The Making of "The Man in the Mangroves"

This piece is the apotheosis of my speech synthesis music compositions. Here is a paper I wrote circa 1979 about the technology. Here is the Wikipedia reference on Speech Synthesis. There does not seem to be a great reference on using linear prediction of speech for musical purposes since my 1979 paper. Maybe I should write one sometime. The music use is not straightforward. It took me about a year to get all the tools together to do the piece. A lot of the problem was making it sound right. I was still working on that aspect up to the premiere at Stanford.

My motivation for making the piece involves several factors. First, I was taken with Donna Decker's poem. We had performed it several times with me improvising on the saxophone behind Donna's reading. I felt that the poem need a more powerful and "in your face" treatment to drive the story home. Also, I had wanted for years (decades?) to do some more pieces using speech synthesis. I wanted to cap off my compositional legacy with something that sums up the technology. The state of the art has improved to the point that most of the time, you do not hear the technology. It becomes the vehicle rather than the story, which is how it should be. Lastly, I had always wanted to do a long-form piece. Donna's poem seemed a perfect framework for the things that pure speech synthesis can do.

I should mention that this piece also gave me the opportunity to exploit spatialization as part of the composition. That is, the location and trajectory of each sound is selected to be appropriate to the role of the sound in the piece. Sometimes the placement is randomly selected but never gratuitously. The existence of performance spaces like Stanford's "Dome" with 56 independent speakers encouraged me to exploit space as much as I thought appropriate.

I started with three readings of the poem by musician Frank Lindamood. He had the kind of deep, husky voice I thought the part needed. The first two audio examples are a bit of the original recording, then a synthetic version of the same, stretched 70% longer and pitch shifted 20% higher:


Example 1 - Original Recording   
Example 2 - Synthesized version   


This introduces you to two of the "tools" I have to modify the original speech: timing and pitch. The third tool is a change in timbre. The fourth one is a bit hard to describe. The technical term is "driving-function modification", but it needs a bit more explanation.

The next important point is about the composition itself. The pitches of the piece are all based on multiples of 37.5 Hz.
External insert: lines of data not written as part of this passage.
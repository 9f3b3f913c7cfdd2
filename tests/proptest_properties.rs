use proptest::prelude::*;
use rollsync::engine::{self, DeltaEvents};
use rollsync::hash::rolling;
use rollsync::protocol::{blocks, delta};
use rollsync::sync;
use rollsync::{BlockCatalog, DeltaEvent, Reconstructor};

fn reconstruct(basis: &[u8], new: &[u8], block_size: usize) -> Vec<u8> {
    let catalog = BlockCatalog::from_slice(basis, block_size).unwrap();
    let mut rec = Reconstructor::new(basis, Vec::new(), block_size).unwrap();
    engine::diff(&catalog, block_size, new, &mut rec).unwrap();
    rec.into_inner()
}

proptest! {
    #[test]
    fn prop_rolling_update_matches_checksum(
        data in proptest::collection::vec(any::<u8>(), 2..512),
        window in 1usize..64
    ) {
        let window = window.min(data.len() - 1);
        let mut sum = rolling::checksum(&data[..window]);
        for start in 1..=data.len() - window {
            sum = rolling::update(sum, data[start - 1], data[start + window - 1], window);
            prop_assert_eq!(sum, rolling::checksum(&data[start..start + window]), "slide to {}", start);
        }
    }

    #[test]
    fn prop_diff_reconstruct_roundtrip(
        basis in proptest::collection::vec(any::<u8>(), 0..4096),
        new in proptest::collection::vec(any::<u8>(), 0..4096),
        block_size in 1usize..300
    ) {
        prop_assert_eq!(reconstruct(&basis, &new, block_size), new);
    }

    #[test]
    fn prop_edited_copy_roundtrip(
        basis in proptest::collection::vec(any::<u8>(), 64..8192),
        edits in proptest::collection::vec((any::<usize>(), any::<u8>()), 0..16),
        block_size in 4usize..128
    ) {
        let mut new = basis.clone();
        for (pos, byte) in edits {
            let pos = pos % (new.len() + 1);
            new.insert(pos, byte);
        }
        prop_assert_eq!(reconstruct(&basis, &new, block_size), new);
    }

    #[test]
    fn prop_wire_pipeline_roundtrip(
        basis in proptest::collection::vec(any::<u8>(), 0..2048),
        new in proptest::collection::vec(any::<u8>(), 0..2048),
        block_size in 1usize..64
    ) {
        let sig = sync::signature_all(&basis, block_size).unwrap();
        let delta = sync::delta_all(&sig, &new, block_size).unwrap();
        prop_assert_eq!(sync::patch_all(&basis, &delta, block_size).unwrap(), new);
    }

    #[test]
    fn prop_catalog_is_deterministic(
        basis in proptest::collection::vec(any::<u8>(), 0..4096),
        block_size in 1usize..256
    ) {
        let a = BlockCatalog::from_slice(&basis, block_size).unwrap();
        let b = BlockCatalog::build(&basis[..], block_size).unwrap();
        prop_assert_eq!(a.len(), basis.len() / block_size);
        prop_assert_eq!(a.blocks(), b.blocks());
    }

    #[test]
    fn prop_catalog_wire_roundtrip(
        basis in proptest::collection::vec(any::<u8>(), 0..4096),
        block_size in 1usize..256
    ) {
        let catalog = BlockCatalog::from_slice(&basis, block_size).unwrap();
        let bytes = blocks::encode_blocks(&catalog).unwrap();
        let decoded = blocks::read_blocks(&mut &bytes[..]).unwrap();
        prop_assert_eq!(decoded, catalog);
    }

    #[test]
    fn prop_event_stream_is_well_formed(
        basis in proptest::collection::vec(0u8..4, 0..1024),
        new in proptest::collection::vec(0u8..4, 0..1024),
        block_size in 1usize..16
    ) {
        let catalog = BlockCatalog::from_slice(&basis, block_size).unwrap();
        let events: Vec<DeltaEvent> = DeltaEvents::new(&catalog, &new[..], block_size)
            .unwrap()
            .collect::<Result<_, _>>()
            .unwrap();

        prop_assert_eq!(events.last(), Some(&DeltaEvent::Finished));
        let body = &events[..events.len() - 1];
        prop_assert!(!body.contains(&DeltaEvent::Finished));
        for pair in body.windows(2) {
            let both_literal = matches!(pair, [DeltaEvent::Literal(_), DeltaEvent::Literal(_)]);
            prop_assert!(!both_literal, "adjacent literals must be coalesced");
        }
        for event in body {
            match event {
                DeltaEvent::Match(i) => prop_assert!((*i as usize) < catalog.len()),
                DeltaEvent::Literal(data) => prop_assert!(!data.is_empty()),
                DeltaEvent::Finished => unreachable!(),
            }
        }
    }

    #[test]
    fn prop_decoder_never_panics(data in proptest::collection::vec(any::<u8>(), 0..256)) {
        let _ = delta::read_delta(&mut &data[..], Vec::<DeltaEvent>::new());
        let _ = blocks::read_blocks(&mut &data[..]);
    }
}
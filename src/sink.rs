// Delta events and the consumers that receive them.
//
// A diff session produces, in order:
//   on_start, then any mix of on_match / on_different, then on_finish.
// Any callback may fail; the failure aborts the session and is returned to
// the caller unchanged.  Nothing already delivered is rolled back.

use std::io::{Read, Seek, SeekFrom, Write};

use log::trace;

use crate::error::SyncError;

// ---------------------------------------------------------------------------
// DeltaEvent
// ---------------------------------------------------------------------------

/// One reconstruction instruction.
#[derive(Debug, Clone, PartialEq, Eq)]
pub enum DeltaEvent {
    /// Copy baseline block `index` (bytes `index * block_size ..`).
    Match(u32),
    /// Append these bytes. Never empty.
    Literal(Vec<u8>),
    /// End of the delta stream.
    Finished,
}

impl DeltaEvent {
    /// Deliver this event to the matching sink callback.
    pub fn dispatch<S: DeltaSink + ?Sized>(&self, sink: &mut S) -> Result<(), SyncError> {
        match self {
            Self::Match(index) => sink.on_match(*index),
            Self::Literal(data) => sink.on_different(data),
            Self::Finished => sink.on_finish(),
        }
    }
}

// ---------------------------------------------------------------------------
// DeltaSink
// ---------------------------------------------------------------------------

/// Receiver of delta events.
pub trait DeltaSink {
    /// Called once before any other event.
    fn on_start(&mut self) -> Result<(), SyncError> {
        Ok(())
    }

    /// New content at this point equals baseline block `index`.
    fn on_match(&mut self, index: u32) -> Result<(), SyncError>;

    /// New content at this point is `data`, which has no baseline block.
    fn on_different(&mut self, data: &[u8]) -> Result<(), SyncError>;

    /// Called once after the last event.
    fn on_finish(&mut self) -> Result<(), SyncError> {
        Ok(())
    }
}

impl<S: DeltaSink + ?Sized> DeltaSink for &mut S {
    fn on_start(&mut self) -> Result<(), SyncError> {
        (**self).on_start()
    }

    fn on_match(&mut self, index: u32) -> Result<(), SyncError> {
        (**self).on_match(index)
    }

    fn on_different(&mut self, data: &[u8]) -> Result<(), SyncError> {
        (**self).on_different(data)
    }

    fn on_finish(&mut self) -> Result<(), SyncError> {
        (**self).on_finish()
    }
}

/// Collects events, `Finished` included.
impl DeltaSink for Vec<DeltaEvent> {
    fn on_match(&mut self, index: u32) -> Result<(), SyncError> {
        self.push(DeltaEvent::Match(index));
        Ok(())
    }

    fn on_different(&mut self, data: &[u8]) -> Result<(), SyncError> {
        self.push(DeltaEvent::Literal(data.to_vec()));
        Ok(())
    }

    fn on_finish(&mut self) -> Result<(), SyncError> {
        self.push(DeltaEvent::Finished);
        Ok(())
    }
}

// ---------------------------------------------------------------------------
// Random-access baseline
// ---------------------------------------------------------------------------

/// Supplies whole baseline blocks by index.
pub trait BlockSource {
    /// Fill `buf` (exactly one block long) with block `index`, i.e. baseline
    /// bytes `index * buf.len() .. (index + 1) * buf.len()`.
    fn read_block(&mut self, index: u32, buf: &mut [u8]) -> Result<(), SyncError>;
}

/// In-memory baseline.
impl BlockSource for &[u8] {
    fn read_block(&mut self, index: u32, buf: &mut [u8]) -> Result<(), SyncError> {
        let block_size = buf.len();
        let start = (index as usize).checked_mul(block_size);
        let range = start.and_then(|s| Some(s..s.checked_add(block_size)?));
        match range.and_then(|r| self.get(r)) {
            Some(block) => {
                buf.copy_from_slice(block);
                Ok(())
            }
            None => Err(SyncError::BlockOutOfRange { index, block_size }),
        }
    }
}

/// Baseline behind any seekable reader (e.g. a `File`).
pub struct SeekSource<R> {
    inner: R,
}

impl<R: Read + Seek> SeekSource<R> {
    /// Wrap a seekable reader.
    pub fn new(inner: R) -> Self {
        Self { inner }
    }

    /// Return the wrapped reader.
    pub fn into_inner(self) -> R {
        self.inner
    }
}

impl<R: Read + Seek> BlockSource for SeekSource<R> {
    fn read_block(&mut self, index: u32, buf: &mut [u8]) -> Result<(), SyncError> {
        let block_size = buf.len();
        let offset = u64::from(index) * block_size as u64;
        self.inner.seek(SeekFrom::Start(offset))?;
        self.inner.read_exact(buf).map_err(|e| {
            if e.kind() == std::io::ErrorKind::UnexpectedEof {
                SyncError::BlockOutOfRange { index, block_size }
            } else {
                SyncError::Io(e)
            }
        })
    }
}

// ---------------------------------------------------------------------------
// Reconstructor
// ---------------------------------------------------------------------------

/// Rebuilds new content from a baseline and a delta event stream.
///
/// Matches copy one block from the baseline, literals are written through.
/// The output is flushed on `on_finish`.
pub struct Reconstructor<B, W> {
    basis: B,
    out: W,
    block: Vec<u8>,
    written: u64,
}

impl<B: BlockSource, W: Write> Reconstructor<B, W> {
    /// Create a reconstructor for a session with the given block size.
    pub fn new(basis: B, out: W, block_size: usize) -> Result<Self, SyncError> {
        crate::config::validate_block_size(block_size)?;
        Ok(Self {
            basis,
            out,
            block: vec![0u8; block_size],
            written: 0,
        })
    }

    /// Bytes written so far.
    pub fn bytes_written(&self) -> u64 {
        self.written
    }

    /// Return the output writer.
    pub fn into_inner(self) -> W {
        self.out
    }
}

impl<B: BlockSource, W: Write> DeltaSink for Reconstructor<B, W> {
    fn on_match(&mut self, index: u32) -> Result<(), SyncError> {
        trace!("reconstruct: copy block {index}");
        self.basis.read_block(index, &mut self.block)?;
        self.out.write_all(&self.block)?;
        self.written += self.block.len() as u64;
        Ok(())
    }

    fn on_different(&mut self, data: &[u8]) -> Result<(), SyncError> {
        trace!("reconstruct: {} literal bytes", data.len());
        self.out.write_all(data)?;
        self.written += data.len() as u64;
        Ok(())
    }

    fn on_finish(&mut self) -> Result<(), SyncError> {
        self.out.flush()?;
        Ok(())
    }
}

// ---------------------------------------------------------------------------
// Tests
// ---------------------------------------------------------------------------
This is that very low note that keeps coming back throughout the piece. This is about the lowest pitch people can hear that is still a pitch. That is, without sounding like playing cards in the spokes of the bicycle. This is about 37 cents sharp of a low D-natural - that is, this pitch is not on the piano - it is between D1 and D#1. The first "fantasy" in the piece is what I call the "rain forest" sound:


Example 3 - "Rain Forest" motif   


This is a cluster of sounds, each one of which is relatively simple: each component. It is the words "The Man in the Mangrove Counts to Sleep" at consecutive descending multiples of 37.5 Hz. Each component starts on its own multiple, then descends. Here are some of the individual components:


Example 4 - Individual components of the Rain Forest motif   


I did not specify directly the details of each component. I used a compositional aid that I called a "cluster". I would specify how many voices should be started over what period of time, a subroutine name for the voice I wanted, and where the centroid should be. Placing the centroid at .5 means that the density builds up to a maximum then dies down at the same rate. For the rain forest motif, I specified the peak of density should be 20% of the way through the sound. Additionally, I started all the components quite high then descending over the duration of the sound.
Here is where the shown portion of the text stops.